In cancer, tumor-associated macrophages (TAMs) possess crucial functions in facilitating epithelial-mesenchymal transition (EMT). EMT is a crucial process in tumor metastasis. Tumor metastasis is one of the hallmarks of cancer and leads to patient mortality. Cancer cells often find ways to evade being detected and attacked by the immune system. This is achieved by cross-talk between cancer cells and the altered microenvironment. The accumulation of tumor-associated macrophages (TAMs) in the tumor microenvironment (TME) creates an immunosuppressive and tumor-supportive environment. Circulating monocytes and macrophages which are recruited into tumors are defined as tumor-associated macrophages once in the TME. Based on the activated stimuli and function, macrophages can be divided into M1 macrophages and M2 macrophages. M1 macrophages, also known as classically activated macrophages, exhibit pro-inflammatory and antitumor activities.
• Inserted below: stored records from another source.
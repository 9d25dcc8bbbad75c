// src/lib.rs
//! Proxylab Runtime Proxy Construction Engine
//!
//! This library creates, at run time, substitute objects ("proxies") that
//! stand in for a requested type and redirect every method invocation to a
//! caller-supplied interception handler.
//!
//! # Architecture
//!
//! The engine is structured into several key modules:
//!
//! - **model**: runtime type metadata — descriptors, the type registry and
//!   the dispatch tables transformation operates on
//! - **proxy**: the maker orchestrator, live proxy handles, the handler
//!   contract, the weak-keyed handler registry and cancelable results
//! - **transform**: the transformation gateway with its inline-rewrite and
//!   subclass-generation collaborators
//! - **utils**: error taxonomy and engine configuration
//!
//! # Example
//!
//! ```
//! use proxylab::{ProxyConfig, ProxyMaker, ProxyOptions, TypeRegistry, TypeSpec};
//! use serde_json::json;
//! use std::sync::Arc;
//!
//! let types = TypeRegistry::new();
//! let widget = types
//!     .define(
//!         TypeSpec::class("Widget")
//!             .method_with_body("size", 0, |_, _| Ok(json!(3)))
//!             .constructor(|_| Ok(())),
//!     )
//!     .unwrap();
//!
//! let maker = ProxyMaker::new(Arc::clone(&types), ProxyConfig::default());
//! let result = maker
//!     .create_proxy(
//!         widget,
//!         &[],
//!         Arc::new(|call: proxylab::MethodCall| Ok(json!(format!("mocked:{}", call.method)))),
//!         ProxyOptions::default().with_default_constructor(),
//!     )
//!     .unwrap();
//!
//! assert_eq!(result.value().invoke("size", &[]).unwrap(), json!("mocked:size"));
//! result.cancel();
//! ```

// Public module exports
pub mod model;
pub mod proxy;
pub mod transform;
pub mod utils;

// Re-export commonly used types
pub use model::{
    MethodBody, MethodDescriptor, TypeDescriptor, TypeId, TypeKind, TypeRegistry, TypeSpec,
};
pub use proxy::{
    Cancelable, HandlerRegistry, InterceptionHandler, Instantiator, MethodCall, ProxyHandle,
    ProxyIdentity, ProxyMaker, ProxyOptions, Reversal, ZeroedInstantiator,
};
pub use transform::{
    InlineInstrumentation, RegistryInliner, RegistrySubclasser, SubclassInstrumentation,
    TransformationGateway, TransformationKind,
};
pub use utils::config::ProxyConfig;
pub use utils::errors::{NotProxyableReason, ProxyError, Result};

// Re-export the value type handlers exchange
pub use serde_json::Value;

// Version information
pub const VERSION: &str = env!("CARGO_PKG_VERSION");

#[cfg(test)]
mod tests {
    use super::*;

    #[test]
    fn test_version() {
        assert!(!VERSION.is_empty());
    }
}
// src/utils/mod.rs
//! Common utilities: error taxonomy and engine configuration.

pub mod config;
pub mod errors;

pub use config::ProxyConfig;
pub use errors::{NotProxyableReason, ProxyError, Result};
// src/proxy/cancel.rs
//! Cancelable results and reversal actions
//!
//! Every proxy creation returns its value wrapped together with a reversal
//! action that removes the registry entry and undoes the transformation.
//! Reversals run at most once: the underlying action is taken out of its
//! slot on the first run, so repeated cancellation is a guaranteed no-op.

use parking_lot::Mutex;
use std::sync::Arc;
use tracing::trace;

/// Idempotent undo action.
///
/// Cloning shares the same one-shot slot, so a reversal composed into a
/// larger one still runs at most once overall.
#[derive(Clone)]
pub struct Reversal {
    action: Arc<Mutex<Option<Box<dyn FnOnce() + Send>>>>,
}

impl Reversal {
    /// A reversal wrapping an undo action.
    pub fn new<F>(action: F) -> Self
    where
        F: FnOnce() + Send + 'static,
    {
        Self {
            action: Arc::new(Mutex::new(Some(Box::new(action)))),
        }
    }

    /// A reversal with nothing to undo.
    pub fn noop() -> Self {
        Self {
            action: Arc::new(Mutex::new(None)),
        }
    }

    /// Run the undo action. Subsequent calls do nothing.
    pub fn run(&self) {
        let action = self.action.lock().take();
        if let Some(action) = action {
            trace!("running reversal action");
            action();
        }
    }

    /// Whether the action has already run (or there was none to begin with).
    pub fn is_spent(&self) -> bool {
        self.action.lock().is_none()
    }
}

impl std::fmt::Debug for Reversal {
    fn fmt(&self, f: &mut std::fmt::Formatter<'_>) -> std::fmt::Result {
        f.debug_struct("Reversal")
            .field("spent", &self.is_spent())
            .finish()
    }
}

/// A produced value paired with the action that uncreates it.
#[derive(Debug)]
pub struct Cancelable<T> {
    value: T,
    reversal: Reversal,
}

impl<T> Cancelable<T> {
    pub fn new(value: T, reversal: Reversal) -> Self {
        Self { value, reversal }
    }

    /// The produced value.
    pub fn value(&self) -> &T {
        &self.value
    }

    /// The reversal action, shareable independently of the value.
    pub fn reversal(&self) -> Reversal {
        self.reversal.clone()
    }

    /// Undo the side effects of producing the value. Idempotent.
    pub fn cancel(&self) {
        self.reversal.run();
    }

    /// Split into value and reversal.
    pub fn into_parts(self) -> (T, Reversal) {
        (self.value, self.reversal)
    }
}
M2 macrophages, also known as alternatively activated macrophages, exhibit anti-inflammatory, pro-tumorigenic, and wound healing activities. TAMs are considered to be of the M2 phenotype. The TME polarizes recruited macrophages into M2 macrophages as they provide an immunosuppressive pro-tumoral environment. Accumulating studies show that the presence of TAMs in esophageal squamous cell carcinoma (ESCC) leads to tumor progression. In this review, we discuss how EMT can be used by TAMs to cause tumor migration and metastasis in ESCC. We also discuss the potential therapies targeting TAMs.